- Study material -
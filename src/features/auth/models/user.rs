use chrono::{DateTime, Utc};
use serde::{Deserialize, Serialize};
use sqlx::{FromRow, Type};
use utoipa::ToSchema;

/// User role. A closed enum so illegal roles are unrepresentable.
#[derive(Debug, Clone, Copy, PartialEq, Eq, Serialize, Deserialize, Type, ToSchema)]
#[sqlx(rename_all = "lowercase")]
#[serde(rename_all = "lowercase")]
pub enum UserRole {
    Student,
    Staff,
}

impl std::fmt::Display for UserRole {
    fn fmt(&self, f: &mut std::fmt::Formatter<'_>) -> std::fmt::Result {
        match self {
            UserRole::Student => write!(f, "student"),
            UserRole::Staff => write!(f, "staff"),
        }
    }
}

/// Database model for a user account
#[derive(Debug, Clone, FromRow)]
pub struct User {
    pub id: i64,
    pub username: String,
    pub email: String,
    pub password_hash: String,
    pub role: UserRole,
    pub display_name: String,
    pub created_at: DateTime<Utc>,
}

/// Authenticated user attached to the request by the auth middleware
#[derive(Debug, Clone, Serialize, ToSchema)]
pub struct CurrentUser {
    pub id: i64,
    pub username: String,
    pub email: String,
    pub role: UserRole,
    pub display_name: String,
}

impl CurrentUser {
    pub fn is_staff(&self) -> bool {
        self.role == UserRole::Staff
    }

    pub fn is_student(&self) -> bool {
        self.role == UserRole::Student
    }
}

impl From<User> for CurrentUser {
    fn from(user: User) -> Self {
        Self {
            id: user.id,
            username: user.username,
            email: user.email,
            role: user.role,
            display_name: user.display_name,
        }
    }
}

==

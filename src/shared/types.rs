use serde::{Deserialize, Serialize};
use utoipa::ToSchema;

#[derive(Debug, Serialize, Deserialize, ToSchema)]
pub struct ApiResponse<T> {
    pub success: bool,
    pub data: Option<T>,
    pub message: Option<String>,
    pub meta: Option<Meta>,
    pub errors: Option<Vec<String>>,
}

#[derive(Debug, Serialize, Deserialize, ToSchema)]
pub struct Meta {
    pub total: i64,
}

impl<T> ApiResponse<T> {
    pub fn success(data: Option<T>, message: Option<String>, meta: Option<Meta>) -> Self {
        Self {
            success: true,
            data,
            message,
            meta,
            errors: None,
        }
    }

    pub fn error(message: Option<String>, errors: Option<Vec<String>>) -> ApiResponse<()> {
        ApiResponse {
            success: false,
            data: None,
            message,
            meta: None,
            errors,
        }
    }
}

- What you need to do -
Every line above carrying the word "message" needs to be shown.

- Solution for this exercise -
    pub message: Option<String>,
    pub fn success(data: Option<T>, message: Option<String>, meta: Option<Meta>) -> Self {
            message,
    pub fn error(message: Option<String>, errors: Option<Vec<String>>) -> ApiResponse<()> {
            message,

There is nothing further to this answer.